2-Alkynyl derivatives of adenosine and adenosine-5'-N-ethyluronamide as selective agonists at A2 adenosine receptors

Article abstract of DOI:10.1021/jm00091a003

In the search for more selective A₂-receptor agonists and on the basis that appropriate substitution at C2 is known to impart selectivity for A₂ receptors, 2-alkynyladenosines 2a-d were resynthesized and evaluated in radioligand binding, adenylate cyclase, and platelet aggregation studies. Binding of [³H]NECA to A₂ receptors of rat striatal membranes was inhibited by compounds 2a-d with K(i) values ranging from 2.8 to 16.4 nM. 2- Alkynyladenosines also exhibited high-affinity binding at solubilized A₂ receptors from human platelet membranes. Competition of 2-alkynyladenosines 2a-d for the antagonist radioligand [³H]DPCPX and for the agonist [³H]CCPA gave K(i) values in the nanomolar range, and the compounds showed moderate A₂ selectivity.

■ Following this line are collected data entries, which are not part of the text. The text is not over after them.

//! The record store consumed by the API layer.
//!
//! [`DecisionStore`] exposes fetch-many (by typed query), fetch-one,
//! insert-many, update, delete and conflict-keyed upsert over the four
//! collections. Queries are plain values ([`ProjectQuery`],
//! [`ProjectItemQuery`], [`ScoreQuery`]) rather than builders, so a query can
//! be logged, compared and reused without side effects.
//!
//! Two implementations ship with the crate:
//! - [`PgStore`] -- PostgreSQL through the repositories in [`crate::repositories`].
//! - [`MemoryStore`] -- in-process tables, for local runs and tests.

use async_trait::async_trait;
use tradeoff_core::score_input::ValidScore;
use tradeoff_core::seeding::ScoreSeed;
use tradeoff_core::types::{DbId, UserId};

use crate::models::choice::{Choice, NewChoice, UpdateChoice};
use crate::models::criterion::{Criterion, NewCriterion, UpdateCriterion};
use crate::models::project::{CreateProject, Project, UpdateProject};
use crate::models::score::Score;

mod memory;
mod postgres;

pub use memory::MemoryStore;
pub use postgres::PgStore;

// ---------------------------------------------------------------------------
// Errors
// ---------------------------------------------------------------------------

/// PostgreSQL SQLSTATEs for foreign key, unique and check violations.
const CONSTRAINT_VIOLATION_CODES: &[&str] = &["23503", "23505", "23514"];

/// Any failure of the underlying persistence layer.
#[derive(Debug, thiserror::Error)]
pub enum StoreError {
    #[error("Database error during {operation}: {source}")]
    Database {
        operation: &'static str,
        #[source]
        source: sqlx::Error,
    },

    #[error("Constraint violated during {operation}: {detail}")]
    Constraint {
        operation: &'static str,
        detail: String,
    },

    #[error("Store operation {operation} timed out after {elapsed_ms}ms")]
    Timeout {
        operation: &'static str,
        elapsed_ms: u64,
    },
}

impl StoreError {
    /// Wrap a sqlx error with the name of the store operation that raised it.
    ///
    /// Foreign key, unique and check violations become [`StoreError::Constraint`].
    pub fn database(operation: &'static str) -> impl FnOnce(sqlx::Error) -> StoreError {
        move |source| {
            if let sqlx::Error::Database(db_err) = &source {
                if let Some(code) = db_err.code() {
                    if CONSTRAINT_VIOLATION_CODES.contains(&code.as_ref()) {
                        return StoreError::Constraint {
                            operation,
                            detail: db_err.message().to_string(),
                        };
                    }
                }
            }
            StoreError::Database { operation, source }
        }
    }

    /// Name of the store operation that failed.
    pub fn operation(&self) -> &'static str {
        match self {
            StoreError::Database { operation, .. }
            | StoreError::Constraint { operation, .. }
            | StoreError::Timeout { operation, .. } => operation,
        }
    }
}

pub type StoreResult<T> = Result<T, StoreError>;

// ---------------------------------------------------------------------------
// Queries
// ---------------------------------------------------------------------------

/// Ordering by creation time (ties broken by id in the same direction).
#[derive(Debug, Clone, Copy, Default, PartialEq, Eq)]
pub enum SortOrder {
    #[default]
    OldestFirst,
    NewestFirst,
}

impl SortOrder {
    /// SQL direction keyword.
    pub fn sql(self) -> &'static str {
        match self {
            SortOrder::OldestFirst => "ASC",
            SortOrder::NewestFirst => "DESC",
        }
    }
}

/// Projects created by `owner`.
#[derive(Debug, Clone, PartialEq, Eq)]
pub struct ProjectQuery {
    pub owner: UserId,
    pub order: SortOrder,
}

impl ProjectQuery {
    /// Most recently created first.
    pub fn owned_by(owner: UserId) -> Self {
        Self {
            owner,
            order: SortOrder::NewestFirst,
        }
    }
}

/// Criteria or choices belonging to any of `project_ids`.
#[derive(Debug, Clone, PartialEq, Eq)]
pub struct ProjectItemQuery {
    pub project_ids: Vec<DbId>,
    pub order: SortOrder,
}

impl ProjectItemQuery {
    /// Oldest first, i.e. the order the items were added in.
    pub fn in_project(project_id: DbId) -> Self {
        Self::in_projects(vec![project_id])
    }

    /// Items of several projects in one fetch, oldest first.
    pub fn in_projects(project_ids: Vec<DbId>) -> Self {
        Self {
            project_ids,
            order: SortOrder::OldestFirst,
        }
    }
}

/// Scores whose `choice_id` is any of `choice_ids`.
#[derive(Debug, Clone, PartialEq, Eq)]
pub struct ScoreQuery {
    pub choice_ids: Vec<DbId>,
}

// ---------------------------------------------------------------------------
// Store interface
// ---------------------------------------------------------------------------

/// Record-level persistence for decision projects.
///
/// Ownership checks are the caller's job; the store only filters by the
/// fields named in each query.
#[async_trait]
pub trait DecisionStore: Send + Sync {
    /// Verify the backing store is reachable.
    async fn health_check(&self) -> StoreResult<()>;

    // Projects

    async fn list_projects(&self, query: &ProjectQuery) -> StoreResult<Vec<Project>>;
    async fn find_project(&self, id: DbId) -> StoreResult<Option<Project>>;
    async fn create_project(&self, owner: UserId, input: &CreateProject) -> StoreResult<Project>;
    async fn update_project(&self, id: DbId, input: &UpdateProject) -> StoreResult<Option<Project>>;
    /// Removes the project with its criteria, choices and scores.
    async fn delete_project(&self, id: DbId) -> StoreResult<bool>;

    // Criteria

    async fn list_criteria(&self, query: &ProjectItemQuery) -> StoreResult<Vec<Criterion>>;
    async fn find_criterion(&self, id: DbId) -> StoreResult<Option<Criterion>>;
    /// Inserts all of `inputs` or none of them.
    async fn create_criteria(
        &self,
        owner: UserId,
        project_id: DbId,
        inputs: &[NewCriterion],
    ) -> StoreResult<Vec<Criterion>>;
    async fn update_criterion(
        &self,
        id: DbId,
        input: &UpdateCriterion,
    ) -> StoreResult<Option<Criterion>>;
    /// Removes the criterion and its scores.
    async fn delete_criterion(&self, id: DbId) -> StoreResult<bool>;

    // Choices

    async fn list_choices(&self, query: &ProjectItemQuery) -> StoreResult<Vec<Choice>>;
    async fn find_choice(&self, id: DbId) -> StoreResult<Option<Choice>>;
    /// Inserts all of `inputs` or none of them.
    async fn create_choices(
        &self,
        owner: UserId,
        project_id: DbId,
        inputs: &[NewChoice],
    ) -> StoreResult<Vec<Choice>>;
    async fn update_choice(&self, id: DbId, input: &UpdateChoice) -> StoreResult<Option<Choice>>;
    /// Removes the choice and its scores.
    async fn delete_choice(&self, id: DbId) -> StoreResult<bool>;

    // Scores

    async fn list_scores(&self, query: &ScoreQuery) -> StoreResult<Vec<Score>>;
    /// Atomic insert-or-overwrite keyed on `(criteria_id, choice_id)`.
    async fn upsert_score(&self, owner: UserId, input: &ValidScore) -> StoreResult<Score>;
    /// Insert zero-valued scores, skipping pairs that already exist. Returns
    /// the number of rows inserted.
    async fn insert_default_scores(&self, owner: UserId, seeds: &[ScoreSeed]) -> StoreResult<u64>;
}
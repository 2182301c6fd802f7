//! Request-level workflows shared by the handlers.
//!
//! Handlers stay thin: they extract inputs and shape responses, while the
//! functions here enforce ownership, call the store and run the pure
//! aggregation and seeding logic from `tradeoff_core`.

pub mod assembly;
pub mod ownership;
pub mod scores;
pub mod seeding;
use crate::auth::jwt::JwtConfig;

/// Which [`tradeoff_db::store::DecisionStore`] implementation backs the server.
#[derive(Debug, Clone, Copy, PartialEq, Eq)]
pub enum StoreBackend {
    /// PostgreSQL via `DATABASE_URL` (default).
    Postgres,
    /// In-process tables; data is lost on restart.
    Memory,
}

impl StoreBackend {
    /// Parse the `STORE_BACKEND` value. Returns `None` for unknown names.
    pub fn from_name(name: &str) -> Option<Self> {
        match name.trim().to_ascii_lowercase().as_str() {
            "postgres" | "postgresql" => Some(Self::Postgres),
            "memory" => Some(Self::Memory),
            _ => None,
        }
    }
}

/// Server configuration loaded from environment variables.
///
/// All fields except the JWT secret have sensible defaults suitable for
/// local development. In production, override via environment variables.
#[derive(Debug, Clone)]
pub struct ServerConfig {
    /// Bind address (default: `0.0.0.0`).
    pub host: String,
    /// Bind port (default: `3000`).
    pub port: u16,
    /// Allowed CORS origins, parsed from comma-separated `CORS_ORIGINS` env var.
    pub cors_origins: Vec<String>,
    /// HTTP request timeout in seconds (default: `10`).
    pub request_timeout_secs: u64,
    /// Per-call store timeout in seconds (default: `10`). Expiry surfaces as
    /// a store error.
    pub store_timeout_secs: u64,
    /// Whether new criteria/choices get zero-valued scores for every
    /// existing counterpart (default: `true`).
    pub seed_default_scores: bool,
    /// Backing store (default: postgres).
    pub store_backend: StoreBackend,
    /// Name of the cookie carrying the session token when no
    /// `Authorization` header is sent (default: `sb-auth-token`).
    pub session_cookie_name: String,
    /// JWT validation configuration (secret, audience).
    pub jwt: JwtConfig,
}

impl ServerConfig {
    /// Load configuration from environment variables with defaults.
    ///
    /// | Env Var                | Default                    |
    /// |------------------------|----------------------------|
    /// | `HOST`                 | `0.0.0.0`                  |
    /// | `PORT`                 | `3000`                     |
    /// | `CORS_ORIGINS`         | `http://localhost:3000`    |
    /// | `REQUEST_TIMEOUT_SECS` | `10`                       |
    /// | `STORE_TIMEOUT_SECS`   | `10`                       |
    /// | `SEED_DEFAULT_SCORES`  | `true`                     |
    /// | `STORE_BACKEND`        | `postgres`                 |
    /// | `SESSION_COOKIE_NAME`  | `sb-auth-token`            |
    pub fn from_env() -> Self {
        let host = std::env::var("HOST").unwrap_or_else(|_| "0.0.0.0".into());

        let port: u16 = std::env::var("PORT")
            .unwrap_or_else(|_| "3000".into())
            .parse()
            .expect("PORT must be a valid u16");

        let cors_origins: Vec<String> = std::env::var("CORS_ORIGINS")
            .unwrap_or_else(|_| "http://localhost:3000".into())
            .split(',')
            .map(|s| s.trim().to_string())
            .filter(|s| !s.is_empty())
            .collect();

        let request_timeout_secs: u64 = std::env::var("REQUEST_TIMEOUT_SECS")
            .unwrap_or_else(|_| "10".into())
            .parse()
            .expect("REQUEST_TIMEOUT_SECS must be a valid u64");

        let store_timeout_secs: u64 = std::env::var("STORE_TIMEOUT_SECS")
            .unwrap_or_else(|_| "10".into())
            .parse()
            .expect("STORE_TIMEOUT_SECS must be a valid u64");

        let seed_default_scores: bool = std::env::var("SEED_DEFAULT_SCORES")
            .unwrap_or_else(|_| "true".into())
            .parse()
            .expect("SEED_DEFAULT_SCORES must be `true` or `false`");

        let store_backend = std::env::var("STORE_BACKEND")
            .map(|name| {
                StoreBackend::from_name(&name)
                    .unwrap_or_else(|| panic!("Unknown STORE_BACKEND '{name}'"))
            })
            .unwrap_or(StoreBackend::Postgres);

        let session_cookie_name =
            std::env::var("SESSION_COOKIE_NAME").unwrap_or_else(|_| "sb-auth-token".into());

        let jwt = JwtConfig::from_env();

        Self {
            host,
            port,
            cors_origins,
            request_timeout_secs,
            store_timeout_secs,
            seed_default_scores,
            store_backend,
            session_cookie_name,
            jwt,
        }
    }
}

#[cfg(test)]
mod tests {
    use super::*;

    #[test]
    fn store_backend_names() {
        assert_eq!(StoreBackend::from_name("postgres"), Some(StoreBackend::Postgres));
        assert_eq!(StoreBackend::from_name(" Memory "), Some(StoreBackend::Memory));
        assert_eq!(StoreBackend::from_name("sqlite"), None);
    }
}
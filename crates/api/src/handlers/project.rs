//! Handlers for the `/projects` resource.

use axum::extract::{Path, State};
use axum::http::StatusCode;
use axum::Json;
use tradeoff_core::error::CoreError;
use tradeoff_core::types::DbId;
use tradeoff_db::models::project::{CreateProject, Project, UpdateProject};
use validator::Validate;

use crate::error::{AppError, AppResult};
use crate::middleware::auth::AuthUser;
use crate::services::assembly::{self, ProjectDetail, ProjectRanking};
use crate::services::ownership::owned_project;
use crate::state::AppState;

/// POST /api/v1/projects
pub async fn create(
    user: AuthUser,
    State(state): State<AppState>,
    Json(input): Json<CreateProject>,
) -> AppResult<(StatusCode, Json<Project>)> {
    input.validate()?;
    let project = state
        .call(
            "create_project",
            state.store.create_project(user.user_id, &input),
        )
        .await?;
    tracing::info!(project_id = project.id, user_id = %user.user_id, "Project created");
    Ok((StatusCode::CREATED, Json(project)))
}

/// GET /api/v1/projects
///
/// Every project owned by the caller, each with criteria and scored choices.
pub async fn list(
    user: AuthUser,
    State(state): State<AppState>,
) -> AppResult<Json<Vec<ProjectDetail>>> {
    let projects = assembly::assemble_owned(&state, user.user_id).await?;
    Ok(Json(projects))
}

/// GET /api/v1/projects/{id}
pub async fn get_by_id(
    user: AuthUser,
    State(state): State<AppState>,
    Path(id): Path<DbId>,
) -> AppResult<Json<ProjectDetail>> {
    let project = owned_project(&state, user.user_id, id).await?;
    let detail = assembly::assemble(&state, project).await?;
    Ok(Json(detail))
}

/// GET /api/v1/projects/{id}/ranking
pub async fn ranking(
    user: AuthUser,
    State(state): State<AppState>,
    Path(id): Path<DbId>,
) -> AppResult<Json<ProjectRanking>> {
    let project = owned_project(&state, user.user_id, id).await?;
    let ranking = assembly::rank(&state, &project).await?;
    Ok(Json(ranking))
}

/// PUT /api/v1/projects/{id}
pub async fn update(
    user: AuthUser,
    State(state): State<AppState>,
    Path(id): Path<DbId>,
    Json(input): Json<UpdateProject>,
) -> AppResult<Json<Project>> {
    input.validate()?;
    owned_project(&state, user.user_id, id).await?;
    let project = state
        .call("update_project", state.store.update_project(id, &input))
        .await?
        .ok_or(AppError::Core(CoreError::NotFound {
            entity: "Project",
            id,
        }))?;
    Ok(Json(project))
}

/// DELETE /api/v1/projects/{id}
pub async fn delete(
    user: AuthUser,
    State(state): State<AppState>,
    Path(id): Path<DbId>,
) -> AppResult<StatusCode> {
    owned_project(&state, user.user_id, id).await?;
    let deleted = state
        .call("delete_project", state.store.delete_project(id))
        .await?;
    if deleted {
        tracing::info!(project_id = id, user_id = %user.user_id, "Project deleted");
        Ok(StatusCode::NO_CONTENT)
    } else {
        Err(AppError::Core(CoreError::NotFound {
            entity: "Project",
            id,
        }))
    }
}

In order to improve this selectivity, the corresponding 2- alkynyl derivatives of adenosine-5'-N-ethyluronamide 8a-d were synthesized and tested. As expected, the 5'-N-ethyluronamide derivatives retained the A₂ affinity whereas the A₁ affinity was attenuated, resulting in an up to 10- fold increase in A₂ selectivity. A similar pattern was observed in adenylate cyclase assays and in platelet aggregation studies. A 30- to 45-fold selectivity for platelet A₂ receptors compared to A₁ receptors was found for compounds 8a-c in adenylate cyclase studies.